Wax on the Arm
[b][center] Now you will feel no rain, for each of you will be shelter for the other.
Now you will feel no cold, for each of you will be warmth for the other.
Now there is no more loneliness.
Now you are two persons, but there is only one life before you.
May your days together be good and long upon the earth.
--Apache Wedding Benediction[/b][/center]
Inside the gallery the air is heavy and smoky, warmed by the heat of thirty-odd bodies and the gently flickering candelabras. I pace the third floor landing, just out of sight from our guests, desperately trying to quell the lightness in my stomach and the rat-pat-pat in my chest. My father and bridesmaids watch me, wordlessly. Even up here, I can hear the murmur of voices, the creak of floorboards, the hum of anticipation. I swear I can smell something burning.
Back and forth. I haven't gotten used to this gown yet, but I suspect its designer considered my comfort entirely irrelevant. I've never before worn something so heavy, so industrial, so white. My train keeps getting caught under my feet. I'm pretty sure my bridesmaids laced me up a size too small. That must be it. Back and forth. Back and forth.
All brides, I'm told, feel a swell of panic right before they "take the stage"; it's perfectly normal, completely natural. But that's small comfort right now, as I clutch my great-grandmother's handkerchief, squeezing the linen as if it were an orange.
I'm not even sure what I'm so nervous about. I've loved George for the better part of a decade. We'd talked about marriage for years. The idea of spending the rest of my life with him is calming, certain, sweet.
Yet here I am, pacing like a caged panther. Nearly ripping a hole in this 78-year-old linen. Wouldn't that be a great way to start a marriage: with a priceless family heirloom torn to shreds?
I barely notice my father place an hand on my shoulder. "Stop pacing," he says. "You're going to rip a hole in your train."
"I can't, Dad," I say, eyeing the stairway I have to walk down. "What if I trip?"
He laughs, but I can see he's already crying. "You're going to do fine."
Suddenly, the voices below hush. My dad smiles, kisses my cheek and takes my arm. There is stillness.
And then, the pianist plays the first notes of our processional: the Final Fantasy Prelude. Faint at first, hesitant. But growing stronger and sweeter as the wedding party walks in, blending into the familiar melody that has stirred the imaginations of millions.
I chose this song in part because I expected to be nervous, and hoped the old, familiar lullaby would give me strength. It always has before. But for some reason, my heart breaks. I bite my tongue to keep from crying.
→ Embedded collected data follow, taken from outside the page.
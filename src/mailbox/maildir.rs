//! Maildir-backed mailbox: `new/` holds unread messages, `mark_read`
//! moves a message to `cur/` with the seen flag. Any MDA or fetch agent
//! that delivers into the Maildir feeds the processor.

use std::fs;
use std::path::{Path, PathBuf};

use mailparse::{MailHeaderMap, ParsedMail};

use super::{Attachment, EmailMessage, Mailbox, MailboxError};

pub struct MaildirMailbox {
    root: PathBuf,
}

impl MaildirMailbox {
    /// Open (and lazily create) a Maildir at `root`.
    pub fn open(root: &Path) -> Result<Self, MailboxError> {
        for sub in ["new", "cur", "tmp"] {
            fs::create_dir_all(root.join(sub))?;
        }
        Ok(Self {
            root: root.to_path_buf(),
        })
    }

    fn new_path(&self, id: &str) -> PathBuf {
        self.root.join("new").join(id)
    }

    fn locate(&self, id: &str) -> Option<PathBuf> {
        let unread = self.new_path(id);
        if unread.exists() {
            return Some(unread);
        }
        // Already moved to cur/ (possibly with a flag suffix).
        let seen = self.root.join("cur").join(format!("{id}:2,S"));
        if seen.exists() {
            return Some(seen);
        }
        let plain = self.root.join("cur").join(id);
        plain.exists().then_some(plain)
    }
}

impl Mailbox for MaildirMailbox {
    fn list_unread(&self) -> Result<Vec<String>, MailboxError> {
        let mut ids = Vec::new();
        for entry in fs::read_dir(self.root.join("new"))? {
            let entry = entry?;
            if entry.file_type()?.is_file() {
                if let Some(name) = entry.file_name().to_str() {
                    ids.push(name.to_string());
                }
            }
        }
        // FIFO per mailbox: Maildir filenames start with the delivery
        // timestamp, so lexicographic order is arrival order.
        ids.sort();
        Ok(ids)
    }

    fn fetch(&self, message_id: &str) -> Result<EmailMessage, MailboxError> {
        let path = self
            .locate(message_id)
            .ok_or_else(|| MailboxError::NotFound(message_id.to_string()))?;
        let raw = fs::read(&path)?;
        parse_rfc822(message_id, &raw)
    }

    fn mark_read(&self, message_id: &str) -> Result<(), MailboxError> {
        let from = self.new_path(message_id);
        if !from.exists() {
            // Already moved; marking read twice is not an error.
            return Ok(());
        }
        let to = self.root.join("cur").join(format!("{message_id}:2,S"));
        fs::rename(&from, &to)?;
        Ok(())
    }
}

/// Decode an RFC-2822/MIME message into the pipeline's shape.
pub fn parse_rfc822(message_id: &str, raw: &[u8]) -> Result<EmailMessage, MailboxError> {
    let parsed = mailparse::parse_mail(raw).map_err(|e| MailboxError::Parse {
        id: message_id.to_string(),
        message: e.to_string(),
    })?;

    let from = parsed
        .headers
        .get_first_value("From")
        .unwrap_or_default();
    let subject = parsed
        .headers
        .get_first_value("Subject")
        .unwrap_or_default();
    let received_at = parsed
        .headers
        .get_first_value("Date")
        .and_then(|d| mailparse::dateparse(&d).ok())
        .and_then(|secs| chrono::DateTime::from_timestamp(secs, 0))
        .map(|dt| dt.naive_utc());

    let mut body_text = String::new();
    let mut body_html = None;
    let mut attachments = Vec::new();
    collect_parts(&parsed, message_id, &mut body_text, &mut body_html, &mut attachments)?;

    Ok(EmailMessage {
        message_id: message_id.to_string(),
        from,
        subject,
        body_text,
        body_html,
        attachments,
        received_at,
    })
}

fn collect_parts(
    part: &ParsedMail,
    message_id: &str,
    body_text: &mut String,
    body_html: &mut Option<String>,
    attachments: &mut Vec<Attachment>,
) -> Result<(), MailboxError> {
    if !part.subparts.is_empty() {
        for sub in &part.subparts {
            collect_parts(sub, message_id, body_text, body_html, attachments)?;
        }
        return Ok(());
    }

    let mime = part.ctype.mimetype.to_lowercase();
    let disposition = part.get_content_disposition();
    let filename = disposition.params.get("filename").cloned().or_else(|| {
        part.ctype.params.get("name").cloned()
    });

    let is_attachment = disposition.disposition == mailparse::DispositionType::Attachment
        || filename.is_some()
        || (!mime.starts_with("text/") && mime != "message/rfc822");

    if is_attachment {
        let bytes = part.get_body_raw().map_err(|e| MailboxError::Parse {
            id: message_id.to_string(),
            message: format!("attachment decode: {e}"),
        })?;
        attachments.push(Attachment {
            filename: filename.unwrap_or_else(|| format!("part-{}.bin", attachments.len() + 1)),
            mime,
            bytes,
        });
        return Ok(());
    }

    let content = part.get_body().map_err(|e| MailboxError::Parse {
        id: message_id.to_string(),
        message: format!("body decode: {e}"),
    })?;

    if mime == "text/html" {
        if body_html.is_none() {
            *body_html = Some(content);
        }
    } else if body_text.is_empty() {
        *body_text = content;
    }

    Ok(())
}

#[cfg(test)]
mod tests {
    use super::*;

    const SIMPLE: &str = "From: buyer@schur.com\r\n\
Subject: Order\r\n\
Date: Mon, 15 Jan 2024 10:30:00 +0000\r\n\
Content-Type: text/plain; charset=utf-8\r\n\
\r\n\
Please ship 14x L1520-457.\r\n";

    fn multipart() -> String {
        let pdf_b64 = "JVBERi0xLjQKJSBmYWtlIG9yZGVyIHBkZg==";
        format!(
            "From: buyer@schur.com\r\n\
Subject: Order with attachment\r\n\
MIME-Version: 1.0\r\n\
Content-Type: multipart/mixed; boundary=\"XYZ\"\r\n\
\r\n\
--XYZ\r\n\
Content-Type: text/plain; charset=utf-8\r\n\
\r\n\
See attached order.\r\n\
--XYZ\r\n\
Content-Type: application/pdf; name=\"po.pdf\"\r\n\
Content-Disposition: attachment; filename=\"po.pdf\"\r\n\
Content-Transfer-Encoding: base64\r\n\
\r\n\
{pdf_b64}\r\n\
--XYZ--\r\n"
        )
    }

    fn maildir_with(messages: &[(&str, &str)]) -> (tempfile::TempDir, MaildirMailbox) {
        let dir = tempfile::tempdir().unwrap();
        let mailbox = MaildirMailbox::open(dir.path()).unwrap();
        for (name, content) in messages {
            fs::write(dir.path().join("new").join(name), content).unwrap();
        }
        (dir, mailbox)
    }

    #[test]
    fn lists_unread_in_arrival_order() {
        let (_dir, mailbox) = maildir_with(&[
            ("1700000002.m2", SIMPLE),
            ("1700000001.m1", SIMPLE),
        ]);
        let ids = mailbox.list_unread().unwrap();
        assert_eq!(ids, vec!["1700000001.m1", "1700000002.m2"]);
    }

    #[test]
    fn fetch_parses_headers_and_body() {
        let (_dir, mailbox) = maildir_with(&[("1700000001.m1", SIMPLE)]);
        let msg = mailbox.fetch("1700000001.m1").unwrap();
        assert_eq!(msg.from, "buyer@schur.com");
        assert_eq!(msg.subject, "Order");
        assert!(msg.body_text.contains("L1520-457"));
        assert!(msg.attachments.is_empty());
        assert!(msg.received_at.is_some());
    }

    #[test]
    fn fetch_decodes_pdf_attachment() {
        let raw = multipart();
        let (_dir, mailbox) = maildir_with(&[("1700000001.m1", raw.as_str())]);
        let msg = mailbox.fetch("1700000001.m1").unwrap();

        assert!(msg.body_text.contains("See attached order"));
        assert_eq!(msg.attachments.len(), 1);
        let att = &msg.attachments[0];
        assert_eq!(att.filename, "po.pdf");
        assert_eq!(att.mime, "application/pdf");
        assert!(att.bytes.starts_with(b"%PDF-1.4"));
    }

    #[test]
    fn mark_read_moves_to_cur_with_seen_flag() {
        let (dir, mailbox) = maildir_with(&[("1700000001.m1", SIMPLE)]);
        mailbox.mark_read("1700000001.m1").unwrap();

        assert!(mailbox.list_unread().unwrap().is_empty());
        assert!(dir.path().join("cur/1700000001.m1:2,S").exists());

        // Still fetchable after being marked read (replay support).
        let msg = mailbox.fetch("1700000001.m1").unwrap();
        assert_eq!(msg.subject, "Order");
    }

    #[test]
    fn mark_read_is_idempotent() {
        let (_dir, mailbox) = maildir_with(&[("1700000001.m1", SIMPLE)]);
        mailbox.mark_read("1700000001.m1").unwrap();
        mailbox.mark_read("1700000001.m1").unwrap();
    }

    #[test]
    fn fetch_unknown_id_is_not_found() {
        let (_dir, mailbox) = maildir_with(&[]);
        assert!(matches!(
            mailbox.fetch("missing"),
            Err(MailboxError::NotFound(_))
        ));
    }
}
I don't think I've been so terrified in all my life.
The first of my bridesmaids steps down onto the stairway.
My dad leans over to me. "Lara," he whispers. Tears are fresh on his cheeks. "Lara, look at my jacket."
I look at his arm. There's a white splotch right across the elbow.
"I bumped into one of the candelabras coming up here," he says. "Got wax all over my arm. Your stepmother helped me get most of it off, but—well, I think I ruined this tux. So much for rentals."
I giggle, and feel my cheeks moisten. Thank god for waterproof mascara.
My maid of honor descends the stairs.
"So don't worry," he grins. "Nothing bad can happen today. If you get nervous, just think: 'Wax on the arm'."
I'm not even sure that makes sense. But it doesn't matter. I feel better already.
The music pauses. My father walks me over to the stairway.
"Hold on tight," he whispers. "I'll make sure you don't fall."
The next song begins. Aria di Mezzo Carattere: the "opera song" from Final Fantasy VI.
I smile at my dad, and together, we step down the stairs, gently, quietly, down to the ceremony below.
I see the back row of guests, or, rather, a mishmash of color and sparkle where my guests should be. I know there are people sitting here, but I can't make them out: My eyes have forgotten how to decipher light and shadow, and are speaking in visual tongues. A splash of clothing. Smiles without faces. Shoes. Water. Flowers. Flame.
"Wax on the arm," I mutter. "Wax on the arm. Wax on the arm. Wax on the arm."
Then I see him, waiting for me at the end of the aisle. Handsome. Regal. Magnificent. Beaming so widely I can barely see his eyes. Clutching his hands together so tightly, his knuckles have gone white.
Wax on the arm. And I feel at peace.
Later, during the reception, my father pulls me aside. He's had a few drinks, and I think he's lost his jacket. "That song," he asks, frowning slightly. "Where was it from?"
"Which song?" Please don't say the one playing as we walked down the aisle. After all, I know how he feels about video games.
"The one playing as we walked down the aisle."
"From—from an opera," I offer hesitantly.
He considers this for a second, and for a brief moment, it looks as if he's going to press further. But then his face cracks into a broad smile, and he sips some champagne. "It was lovely. Just lovely."
I smile. I didn't fool him in the slightest. But it doesn't matter. I didn't fall. Wax on the arm.